[PROBLEM TO WORK ON] Which lines in the data below contain the string "SystemClock"? Show each one.

[PROVIDED DATA]
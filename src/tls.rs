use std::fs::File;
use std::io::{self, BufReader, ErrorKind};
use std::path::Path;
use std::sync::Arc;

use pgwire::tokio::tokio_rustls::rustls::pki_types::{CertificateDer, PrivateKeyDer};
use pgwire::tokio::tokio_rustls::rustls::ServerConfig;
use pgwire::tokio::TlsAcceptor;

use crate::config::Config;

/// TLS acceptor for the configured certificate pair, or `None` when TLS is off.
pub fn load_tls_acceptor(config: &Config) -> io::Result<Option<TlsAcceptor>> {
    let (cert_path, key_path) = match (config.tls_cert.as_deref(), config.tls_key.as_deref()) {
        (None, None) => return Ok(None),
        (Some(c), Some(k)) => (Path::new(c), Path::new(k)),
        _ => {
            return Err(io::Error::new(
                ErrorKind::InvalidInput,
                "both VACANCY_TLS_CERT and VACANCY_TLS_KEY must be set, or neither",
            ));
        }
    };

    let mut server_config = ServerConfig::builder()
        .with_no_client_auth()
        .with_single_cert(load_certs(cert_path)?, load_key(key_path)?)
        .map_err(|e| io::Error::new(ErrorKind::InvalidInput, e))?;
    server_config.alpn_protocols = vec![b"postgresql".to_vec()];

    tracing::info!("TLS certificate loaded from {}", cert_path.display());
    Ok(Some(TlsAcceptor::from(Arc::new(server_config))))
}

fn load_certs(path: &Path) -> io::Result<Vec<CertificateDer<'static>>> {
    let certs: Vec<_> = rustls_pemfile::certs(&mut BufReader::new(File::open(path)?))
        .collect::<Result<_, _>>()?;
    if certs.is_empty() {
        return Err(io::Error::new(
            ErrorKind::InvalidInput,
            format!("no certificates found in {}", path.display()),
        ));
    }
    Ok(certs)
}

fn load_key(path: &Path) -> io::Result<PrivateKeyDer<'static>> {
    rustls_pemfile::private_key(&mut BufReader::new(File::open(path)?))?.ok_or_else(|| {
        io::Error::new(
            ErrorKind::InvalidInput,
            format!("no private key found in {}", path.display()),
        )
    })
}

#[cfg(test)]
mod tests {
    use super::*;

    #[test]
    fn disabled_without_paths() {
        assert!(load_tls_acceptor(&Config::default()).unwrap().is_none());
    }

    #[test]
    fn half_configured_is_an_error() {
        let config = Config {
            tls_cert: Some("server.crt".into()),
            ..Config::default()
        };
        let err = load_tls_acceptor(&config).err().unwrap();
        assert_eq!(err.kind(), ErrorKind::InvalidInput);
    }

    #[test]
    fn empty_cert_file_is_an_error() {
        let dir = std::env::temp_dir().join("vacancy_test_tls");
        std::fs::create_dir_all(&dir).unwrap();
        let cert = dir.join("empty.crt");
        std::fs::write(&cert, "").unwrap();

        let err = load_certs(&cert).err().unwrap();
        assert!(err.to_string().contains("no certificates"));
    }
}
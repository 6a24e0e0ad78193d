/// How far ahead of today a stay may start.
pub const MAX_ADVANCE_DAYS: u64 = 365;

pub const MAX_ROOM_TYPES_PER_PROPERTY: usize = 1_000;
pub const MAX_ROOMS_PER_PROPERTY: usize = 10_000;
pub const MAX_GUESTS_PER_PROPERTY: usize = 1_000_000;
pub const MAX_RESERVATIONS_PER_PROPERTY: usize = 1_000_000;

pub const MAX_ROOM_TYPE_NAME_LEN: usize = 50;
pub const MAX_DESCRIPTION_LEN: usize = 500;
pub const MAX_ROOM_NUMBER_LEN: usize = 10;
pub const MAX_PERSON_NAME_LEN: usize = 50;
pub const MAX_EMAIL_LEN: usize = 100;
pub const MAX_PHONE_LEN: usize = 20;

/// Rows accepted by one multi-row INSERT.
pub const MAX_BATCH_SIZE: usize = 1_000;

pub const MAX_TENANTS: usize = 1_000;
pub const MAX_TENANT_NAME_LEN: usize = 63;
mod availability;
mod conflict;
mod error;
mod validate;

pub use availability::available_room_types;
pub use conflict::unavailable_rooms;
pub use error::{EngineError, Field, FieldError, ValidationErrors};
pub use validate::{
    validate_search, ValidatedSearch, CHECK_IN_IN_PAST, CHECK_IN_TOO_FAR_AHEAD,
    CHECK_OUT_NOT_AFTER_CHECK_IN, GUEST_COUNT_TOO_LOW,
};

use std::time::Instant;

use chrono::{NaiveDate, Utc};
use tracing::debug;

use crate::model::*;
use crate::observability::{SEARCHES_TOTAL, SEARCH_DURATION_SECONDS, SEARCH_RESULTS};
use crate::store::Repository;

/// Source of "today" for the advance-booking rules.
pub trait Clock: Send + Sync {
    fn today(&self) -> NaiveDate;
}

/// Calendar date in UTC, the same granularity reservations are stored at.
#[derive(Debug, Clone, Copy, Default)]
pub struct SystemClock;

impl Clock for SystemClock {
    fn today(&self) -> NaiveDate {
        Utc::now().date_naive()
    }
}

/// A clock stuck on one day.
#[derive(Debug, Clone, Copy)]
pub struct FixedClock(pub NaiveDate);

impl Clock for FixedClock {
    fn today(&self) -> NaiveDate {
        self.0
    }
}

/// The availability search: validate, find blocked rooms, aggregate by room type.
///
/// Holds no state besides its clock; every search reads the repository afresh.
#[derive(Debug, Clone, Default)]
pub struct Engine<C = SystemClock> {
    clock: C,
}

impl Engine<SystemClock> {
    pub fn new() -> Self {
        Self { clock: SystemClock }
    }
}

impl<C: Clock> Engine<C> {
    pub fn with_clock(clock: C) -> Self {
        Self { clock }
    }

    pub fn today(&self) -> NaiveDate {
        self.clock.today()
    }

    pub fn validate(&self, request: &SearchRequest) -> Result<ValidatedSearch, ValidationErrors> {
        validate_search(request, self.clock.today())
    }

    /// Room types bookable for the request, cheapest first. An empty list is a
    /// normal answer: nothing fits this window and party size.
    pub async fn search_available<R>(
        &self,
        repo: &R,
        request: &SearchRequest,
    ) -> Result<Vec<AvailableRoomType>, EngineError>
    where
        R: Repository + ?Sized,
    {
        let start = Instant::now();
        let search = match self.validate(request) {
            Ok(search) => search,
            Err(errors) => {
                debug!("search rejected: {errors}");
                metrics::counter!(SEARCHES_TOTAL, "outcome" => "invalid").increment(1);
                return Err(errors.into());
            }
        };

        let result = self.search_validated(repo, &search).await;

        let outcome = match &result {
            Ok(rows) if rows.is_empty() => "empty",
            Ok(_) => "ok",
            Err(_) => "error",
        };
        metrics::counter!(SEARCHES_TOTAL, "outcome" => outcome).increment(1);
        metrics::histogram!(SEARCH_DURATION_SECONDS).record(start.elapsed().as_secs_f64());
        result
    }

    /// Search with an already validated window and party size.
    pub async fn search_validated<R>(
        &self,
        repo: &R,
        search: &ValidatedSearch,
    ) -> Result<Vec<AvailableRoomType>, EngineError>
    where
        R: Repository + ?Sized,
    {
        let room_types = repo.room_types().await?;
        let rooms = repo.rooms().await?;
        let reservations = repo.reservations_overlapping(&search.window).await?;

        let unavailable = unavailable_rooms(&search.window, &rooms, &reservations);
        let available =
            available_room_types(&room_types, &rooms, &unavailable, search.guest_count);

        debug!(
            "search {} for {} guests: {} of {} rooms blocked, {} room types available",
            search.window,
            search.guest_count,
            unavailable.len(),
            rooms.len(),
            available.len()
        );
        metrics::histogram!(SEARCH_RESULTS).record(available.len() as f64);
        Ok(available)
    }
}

[ANSWER TO THIS PROBLEM]
pub struct SystemClock;
impl Clock for SystemClock {
pub struct Engine<C = SystemClock> {
impl Engine<SystemClock> {
        Self { clock: SystemClock }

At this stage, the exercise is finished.